Peer support, self-presentational thinking and gender issues all play an important role in participation in physical performance, whether that is in PE lessons in schools or in other activities in everyday life. Each of these factors has an effect on our motivation levels, ability to learn and on our performance as a whole. A key point to take into account here is that everybody has different traits and each of the previously mentioned factors will affect different people in different ways. This occurs as certain individuals have a higher need for obtaining social approval or avoiding disapproval than others (Leary and Kowalski, 1990).

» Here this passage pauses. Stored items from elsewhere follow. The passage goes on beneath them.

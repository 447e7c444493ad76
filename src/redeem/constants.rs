//! Constants for the redemption module (endpoints, headers, timeouts).

use std::time::Duration;

/// Default storefront base URL.
pub const DEFAULT_STOREFRONT_URL: &str = "https://store.steampowered.com/";

/// Redemption endpoint, relative to the storefront base.
pub const REGISTER_KEY_API_PATH: &str = "account/ajaxregisterkey/";

/// Key registration page used to check whether a session is logged in.
pub const REGISTER_KEY_PAGE_PATH: &str = "account/registerkey";

/// `Accept` header the storefront's own key page sends.
pub const REDEEM_ACCEPT: &str = "application/json, text/javascript, */*; q=0.01";

/// Default HTTP connect timeout (30 seconds).
pub const CONNECT_TIMEOUT_SECS: u64 = 30;

/// Default whole-request timeout (60 seconds).
pub const REQUEST_TIMEOUT_SECS: u64 = 60;

/// Default rate-limit wait tick.
pub const DEFAULT_TICK: Duration = Duration::from_secs(1);

/// Default elapsed wait between rate-limit retries.
pub const DEFAULT_RETRY_INTERVAL: Duration = Duration::from_secs(60);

The bulk of research on social agents affecting physical education or youth physical activity focuses mainly on coaches, parents and teachers, with little research on peer influence. The following study aims to expand on previous research in the area of psychosocial effects on third and fourth year pupils in physical education. It featured the majority of third and fourth year pupils from a rural secondary school in the highlands of Scotland. The participants filled out questionnaires based on 3 psychological scales measuring the effects on ones participation in PE.

2. Overview of Literature

There are many reasons for participation and more importantly lack of participation in sport and Physical Education (PE) in secondary schools. The majority of reasons behind the lack of participation in any type of activity are down to an individual's own circumstances and beliefs. Some of these reasons, which will be spoken about in more detail, include motivation, social status, gender, peer acceptance, self-presentation and other psychological causes. …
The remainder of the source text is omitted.